In questo quadro così delineato la linea strategica da porsi è promuovere Crotone come città di cultura. E, conseguentemente, come città di sport. Di commercio. E di turismo. Una città di turismo alla fine di tutto questo percorso e processo, non prima, altrimenti si rischia di disperdere anche quel minimo di lavoro che si sta portando avanti.
E allora, da oggi in poi, che fare?

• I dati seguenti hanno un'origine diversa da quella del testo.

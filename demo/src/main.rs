use anyhow::{bail, Context};
use clap::Parser;
use proofy_core::{ClientConfig, ProofyClient, UreqTransport};
use tracing_subscriber::EnvFilter;

/// Check one email address with the Proofy API and print the result.
#[derive(Parser, Debug)]
#[command(name = "proofy-demo", version, about)]
struct Cli {
    /// Address to verify
    email: String,

    /// Your Proofy user ID
    #[arg(long)]
    aid: String,

    /// Your Proofy API key
    #[arg(long)]
    key: String,

    /// API base URL (point at the mock server for local runs)
    #[arg(long, default_value = proofy_core::config::DEFAULT_API_URL)]
    base_url: String,

    /// Skip TLS certificate verification
    #[arg(long)]
    insecure: bool,

    /// Print the last request and raw response after the call
    #[arg(short, long)]
    verbose: bool,
}

fn main() -> anyhow::Result<()> {
    tracing_subscriber::fmt()
        .with_env_filter(EnvFilter::try_from_default_env().unwrap_or_else(|_| EnvFilter::new("info")))
        .with_writer(std::io::stderr)
        .init();

    let cli = Cli::parse();

    let config = ClientConfig {
        base_url: cli.base_url,
        verify_ssl: !cli.insecure,
        ..ClientConfig::default()
    };
    let mut client = ProofyClient::with_config(cli.aid, cli.key, config, UreqTransport);

    let outcome = client.verify(&cli.email);

    if cli.verbose {
        if let Some(req) = client.last_request() {
            eprintln!("request:  {}", req.url);
        }
        eprintln!("response: {}", client.last_response().body);
    }

    let result = outcome.with_context(|| {
        format!(
            "verification of {} did not complete: {}",
            cli.email,
            client.last_error().unwrap_or("no error recorded")
        )
    })?;

    if !client.success() {
        bail!(
            "{}",
            client.last_error().unwrap_or(proofy_core::UNKNOWN_ERROR)
        );
    }

    match result {
        Some(value) => println!("{}", serde_json::to_string_pretty(&value)?),
        None => println!("(empty response)"),
    }
    Ok(())
}
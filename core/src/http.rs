//! HTTP transport types for the host-does-IO pattern.
//!
//! # Design
//! These types describe one Proofy round-trip as plain data. `ProofyClient`
//! builds an `HttpRequest`, something else executes it (a `Transport`
//! implementation, or the embedding host through the FFI layer), and the
//! outcome comes back as an `HttpResponse` or a `TransportError`.
//!
//! All fields use owned types (`String`, `Vec`) so values can cross FFI
//! boundaries without lifetime concerns.

use std::fmt;
use std::time::Duration;

use serde::{Deserialize, Serialize};

/// HTTP method for a request.
#[derive(Debug, Clone, Copy, PartialEq, Eq, Serialize, Deserialize)]
#[serde(rename_all = "UPPERCASE")]
pub enum HttpMethod {
    #[serde(alias = "get")]
    Get,
    #[serde(alias = "post")]
    Post,
}

impl HttpMethod {
    pub fn as_str(&self) -> &'static str {
        match self {
            HttpMethod::Get => "GET",
            HttpMethod::Post => "POST",
        }
    }
}

impl fmt::Display for HttpMethod {
    fn fmt(&self, f: &mut fmt::Formatter<'_>) -> fmt::Result {
        f.write_str(self.as_str())
    }
}

/// A fully resolved HTTP request.
///
/// `url` already carries the query string, including the `aid` and `key`
/// credentials.
#[derive(Debug, Clone, PartialEq)]
pub struct HttpRequest {
    pub method: HttpMethod,
    pub url: String,
    pub headers: Vec<(String, String)>,
    pub body: Option<String>,
    pub timeout: Duration,
    pub verify_tls: bool,
}

/// An HTTP response described as plain data.
///
/// `status` is `None` when the transport could not report one; the client
/// then falls back to the `status` field of the JSON payload.
#[derive(Debug, Clone, Default, PartialEq)]
pub struct HttpResponse {
    pub status: Option<u16>,
    pub headers: Vec<(String, String)>,
    pub body: String,
}

impl HttpResponse {
    pub fn new(status: u16, body: impl Into<String>) -> Self {
        Self {
            status: Some(status),
            headers: Vec::new(),
            body: body.into(),
        }
    }
}
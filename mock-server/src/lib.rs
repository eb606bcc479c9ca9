use std::{
    collections::HashMap,
    sync::{
        atomic::{AtomicU64, Ordering},
        Arc,
    },
};

use axum::{
    extract::{Query, State},
    http::StatusCode,
    routing::get,
    Json, Router,
};
use serde::{Deserialize, Serialize};
use serde_json::{json, Value};
use tokio::{net::TcpListener, sync::RwLock};

/// Account id accepted by `app()`.
pub const MOCK_AID: &str = "12345";
/// API key accepted by `app()`.
pub const MOCK_KEY: &str = "test-key";

/// Addresses at this domain verify as undeliverable.
pub const UNDELIVERABLE_DOMAIN: &str = "invalid.test";

#[derive(Clone, Debug, Serialize, Deserialize)]
pub struct Submission {
    pub result: bool,
    pub cid: u64,
}

#[derive(Clone, Debug, Serialize, Deserialize, PartialEq)]
pub struct AddressResult {
    pub email: String,
    pub status: u8,
    #[serde(rename = "statusName")]
    pub status_name: String,
    pub syntax: bool,
    pub mx: bool,
}

#[derive(Clone, Debug, Serialize, Deserialize)]
pub struct VerificationResult {
    pub cid: u64,
    pub checked: bool,
    pub result: Vec<AddressResult>,
}

#[derive(Clone)]
pub struct AppState {
    aid: String,
    key: String,
    next_cid: Arc<AtomicU64>,
    submissions: Arc<RwLock<HashMap<u64, String>>>,
}

type ApiReply = (StatusCode, Json<Value>);

pub fn app() -> Router {
    app_with_credentials(MOCK_AID, MOCK_KEY)
}

pub fn app_with_credentials(aid: &str, key: &str) -> Router {
    let state = AppState {
        aid: aid.to_string(),
        key: key.to_string(),
        next_cid: Arc::new(AtomicU64::new(1)),
        submissions: Arc::new(RwLock::new(HashMap::new())),
    };
    Router::new()
        .route("/verifyaddr", get(verify_address))
        .route("/getresult", get(get_result))
        .with_state(state)
}

pub async fn run(listener: TcpListener) -> Result<(), std::io::Error> {
    axum::serve(listener, app()).await
}

fn api_error(status: StatusCode, detail: &str) -> ApiReply {
    (
        status,
        Json(json!({ "status": status.as_u16(), "detail": detail })),
    )
}

fn authorize(state: &AppState, params: &HashMap<String, String>) -> Result<(), ApiReply> {
    let aid_ok = params.get("aid").is_some_and(|aid| *aid == state.aid);
    let key_ok = params.get("key").is_some_and(|key| *key == state.key);
    if aid_ok && key_ok {
        Ok(())
    } else {
        Err(api_error(StatusCode::UNAUTHORIZED, "Invalid API key"))
    }
}

pub fn classify(email: &str) -> AddressResult {
    let (syntax, domain) = match email.split_once('@') {
        Some((local, domain)) if !local.is_empty() && domain.contains('.') => (true, domain),
        _ => (false, ""),
    };
    let mx = syntax && !domain.eq_ignore_ascii_case(UNDELIVERABLE_DOMAIN);
    let (status, status_name) = if mx { (1, "deliverable") } else { (2, "undeliverable") };
    AddressResult {
        email: email.to_string(),
        status,
        status_name: status_name.to_string(),
        syntax,
        mx,
    }
}

async fn verify_address(
    State(state): State<AppState>,
    Query(params): Query<HashMap<String, String>>,
) -> ApiReply {
    if let Err(reply) = authorize(&state, &params) {
        return reply;
    }
    let Some(email) = params.get("email").filter(|e| !e.is_empty()) else {
        return api_error(StatusCode::BAD_REQUEST, "Email is required");
    };
    let cid = state.next_cid.fetch_add(1, Ordering::Relaxed);
    state.submissions.write().await.insert(cid, email.clone());
    tracing::debug!(cid, "accepted submission");
    let body = Submission { result: true, cid };
    (StatusCode::OK, Json(json!(body)))
}

async fn get_result(
    State(state): State<AppState>,
    Query(params): Query<HashMap<String, String>>,
) -> ApiReply {
    if let Err(reply) = authorize(&state, &params) {
        return reply;
    }
    let Some(cid) = params.get("cid").and_then(|c| c.parse::<u64>().ok()) else {
        return api_error(StatusCode::BAD_REQUEST, "cid is required");
    };
    let submissions = state.submissions.read().await;
    match submissions.get(&cid) {
        Some(email) => {
            let body = VerificationResult {
                cid,
                checked: true,
                result: vec![classify(email)],
            };
            (StatusCode::OK, Json(json!(body)))
        }
        None => api_error(StatusCode::NOT_FOUND, "not found"),
    }
}
use tokio::net::TcpListener;
use tracing_subscriber::EnvFilter;

#[tokio::main]
async fn main() -> Result<(), std::io::Error> {
    tracing_subscriber::fmt()
        .with_env_filter(EnvFilter::try_from_default_env().unwrap_or_else(|_| EnvFilter::new("info")))
        .init();

    let port = std::env::var("PORT").unwrap_or_else(|_| "3000".to_string());
    let addr = format!("127.0.0.1:{port}");
    let listener = TcpListener::bind(&addr).await?;
    tracing::info!(%addr, aid = mock_server::MOCK_AID, key = mock_server::MOCK_KEY, "mock Proofy API listening");
    mock_server::run(listener).await
}
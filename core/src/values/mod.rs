//! Runtime values and the environments they live in.
//!
//! A [`Value`] is a tagged variant over everything evaluation can
//! produce. Reference-shaped values (`Str`, `Array`, `Function`) are
//! reference-counted so cloning a value is cheap and `==`/`!=` can
//! compare by identity. `Return` and `Error` are propagation wrappers:
//! `Return` carries a `return` result out of nested blocks, `Error`
//! short-circuits every enclosing operation. Neither is ever observable
//! as a normal value to user code.

use crate::ast::{BlockStatement, Identifier};
use core::fmt;
use std::rc::Rc;

pub mod environment;


pub use environment::{Env, Environment};

/// A runtime value.
#[derive(Debug, Clone)]
pub enum Value<'a> {
    Integer(i64),
    Boolean(bool),
    Null,
    Str(Rc<str>),
    Array(Rc<Vec<Value<'a>>>),
    /// Internal wrapper that carries a `return` result outward through
    /// nested blocks; unwrapped at call boundaries and program top level.
    Return(Box<Value<'a>>),
    /// A runtime diagnostic. Any operation whose operand is an `Error`
    /// returns it unchanged.
    Error(String),
    /// A closure: parameter list, body, and the environment captured at
    /// the definition site.
    Function(Rc<Function<'a>>),
    /// A host-provided function from the built-in table.
    Builtin(Builtin),
}

/// A user-defined function value.
pub struct Function<'a> {
    pub parameters: &'a [Identifier<'a>],
    pub body: &'a BlockStatement<'a>,
    pub env: Env<'a>,
}

// The captured environment is deliberately left out: it can contain the
// function itself, and the chain is not part of the function's identity.
impl fmt::Debug for Function<'_> {
    fn fmt(&self, f: &mut fmt::Formatter<'_>) -> fmt::Result {
        let names: Vec<&str> = self.parameters.iter().map(|p| p.value).collect();
        write!(f, "Function({})", names.join(", "))
    }
}

/// Signature shared by every built-in function.
pub type BuiltinFn = for<'a> fn(&[Value<'a>]) -> Value<'a>;

#[derive(Clone, Copy)]
pub struct Builtin {
    pub name: &'static str,
    pub apply: BuiltinFn,
}

impl fmt::Debug for Builtin {
    fn fmt(&self, f: &mut fmt::Formatter<'_>) -> fmt::Result {
        write!(f, "Builtin({})", self.name)
    }
}

impl<'a> Value<'a> {
    /// Canonical true. All producers of booleans return these constants,
    /// so boolean equality is identity.
    pub const TRUE: Value<'a> = Value::Boolean(true);
    /// Canonical false.
    pub const FALSE: Value<'a> = Value::Boolean(false);
    /// Canonical null.
    pub const NULL: Value<'a> = Value::Null;

    pub fn from_bool(value: bool) -> Value<'a> {
        if value { Value::TRUE } else { Value::FALSE }
    }

    /// The stable type tag used in diagnostics and type dispatch.
    pub fn type_name(&self) -> &'static str {
        match self {
            Value::Integer(_) => "INTEGER",
            Value::Boolean(_) => "BOOLEAN",
            Value::Null => "NULL",
            Value::Str(_) => "STRING",
            Value::Array(_) => "ARRAY",
            Value::Return(_) => "RETURN_VALUE",
            Value::Error(_) => "ERROR",
            Value::Function(_) => "FUNCTION",
            Value::Builtin(_) => "BUILTIN",
        }
    }

    pub fn is_error(&self) -> bool {
        matches!(self, Value::Error(_))
    }

    /// Everything is truthy except canonical false and null.
    pub fn is_truthy(&self) -> bool {
        !matches!(self, Value::Boolean(false) | Value::Null)
    }

    pub fn as_int(&self) -> Option<i64> {
        match self {
            Value::Integer(value) => Some(*value),
            _ => None,
        }
    }

    pub fn as_bool(&self) -> Option<bool> {
        match self {
            Value::Boolean(value) => Some(*value),
            _ => None,
        }
    }

    pub fn as_str(&self) -> Option<&str> {
        match self {
            Value::Str(value) => Some(value),
            _ => None,
        }
    }

    pub fn as_array(&self) -> Option<&[Value<'a>]> {
        match self {
            Value::Array(elements) => Some(elements),
            _ => None,
        }
    }
}

/// The printable inspection form. Strings render without quotes; errors
/// render as their bare message.
impl fmt::Display for Value<'_> {
    fn fmt(&self, f: &mut fmt::Formatter<'_>) -> fmt::Result {
        match self {
            Value::Integer(value) => write!(f, "{}", value),
            Value::Boolean(value) => write!(f, "{}", value),
            Value::Null => f.write_str("null"),
            Value::Str(value) => f.write_str(value),
            Value::Array(elements) => {
                write!(f, "[")?;
                for (i, element) in elements.iter().enumerate() {
                    if i > 0 {
                        write!(f, ", ")?;
                    }
                    write!(f, "{}", element)?;
                }
                write!(f, "]")
            }
            Value::Return(inner) => write!(f, "{}", inner),
            Value::Error(message) => f.write_str(message),
            Value::Function(function) => {
                write!(f, "fn(")?;
                for (i, parameter) in function.parameters.iter().enumerate() {
                    if i > 0 {
                        write!(f, ", ")?;
                    }
                    write!(f, "{}", parameter)?;
                }
                write!(f, ") {}", function.body)
            }
            Value::Builtin(_) => f.write_str("builtin function"),
        }
    }
}
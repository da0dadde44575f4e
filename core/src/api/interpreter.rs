//! The Minnow interpretation engine.

use super::Error;
use crate::evaluator;
use crate::parser;
use crate::values::{Env, Environment, Value};
use bumpalo::Bump;

/// A session over the whole pipeline: one arena, one root environment.
///
/// Source handed to [`Interpreter::eval`] is copied into the arena, so
/// the ASTs it produces, and the closures that keep pointing into them,
/// stay alive for the rest of the session. The root environment persists
/// across calls, which is what lets a REPL define a function on one line
/// and call it on a later one.
///
/// # Example
///
/// ```
/// use bumpalo::Bump;
/// use minnow_core::Interpreter;
///
/// let arena = Bump::new();
/// let interpreter = Interpreter::new(&arena);
///
/// interpreter.run("let double = fn(x) { x * 2 };").unwrap();
/// let value = interpreter.run("double(21)").unwrap();
/// assert_eq!(value.as_int(), Some(42));
/// ```
pub struct Interpreter<'arena> {
    arena: &'arena Bump,
    env: Env<'arena>,
}

impl<'arena> Interpreter<'arena> {
    /// Create a session with an empty root environment.
    pub fn new(arena: &'arena Bump) -> Self {
        Interpreter {
            arena,
            env: Environment::new(),
        }
    }

    /// The session's root environment.
    pub fn environment(&self) -> &Env<'arena> {
        &self.env
    }

    /// Lex, parse, and evaluate one program.
    ///
    /// Any parse diagnostics abort before evaluation. Runtime errors come
    /// back as ordinary [`Value::Error`] values so a driver can print
    /// their inspection string like any other result.
    pub fn eval(&self, source: &str) -> Result<Value<'arena>, Error> {
        let source = self.arena.alloc_str(source);
        let program =
            parser::parse(self.arena, source).map_err(|diagnostics| Error::Parse { diagnostics })?;
        Ok(evaluator::eval(&program, &self.env))
    }

    /// Like [`Interpreter::eval`], but strict: a resulting `Error` value
    /// becomes `Err(Error::Runtime)`.
    pub fn run(&self, source: &str) -> Result<Value<'arena>, Error> {
        match self.eval(source)? {
            Value::Error(message) => Err(Error::Runtime(message)),
            value => Ok(value),
        }
    }
}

Per prima cosa si deve partire dalle istituzioni culturali e dal patrimonio culturale esistente e progressivamente investire nelle industrie culturali; e poiché la cultura è identità bisogna partire dalla valorizzazione di competenze, di eccellenze e tradizioni che in parte già sono presenti in città.
Il primo passo deve riguardare l’investimento sul patrimonio culturale : valorizzazione del museo e del parco archeologico di Capo Colonna , valorizzazione del museo nazionale archeologico , valorizzazione del castello Carlo V e del museo civico , riscoperta dell’antica Kroton e creazione di parchi archeologici urbani diffusi , restauro di monumenti , di palazzi nobiliari e di chiese,  riqualificazione di piazze e di viuzze del centro storico,  realizzazione del sistema delle istituzioni culturali cittadine (teatro , biblioteca comunale e biblioteche di quartiere , archivio storico , conservatorio musicale , auditorium, accademia di belle arti , pinacoteca ed emeroteca , convitto nazionale ).  Con il passare degli anni, e duole dirlo, purtroppo, l’offerta culturale cittadina non solo non si è arricchita ma è andata depauperandosi E Crotone oggi non è una città in grado di gestire progetti ed eventi culturali nazionali e internazionali, così come istituzioni specializzate.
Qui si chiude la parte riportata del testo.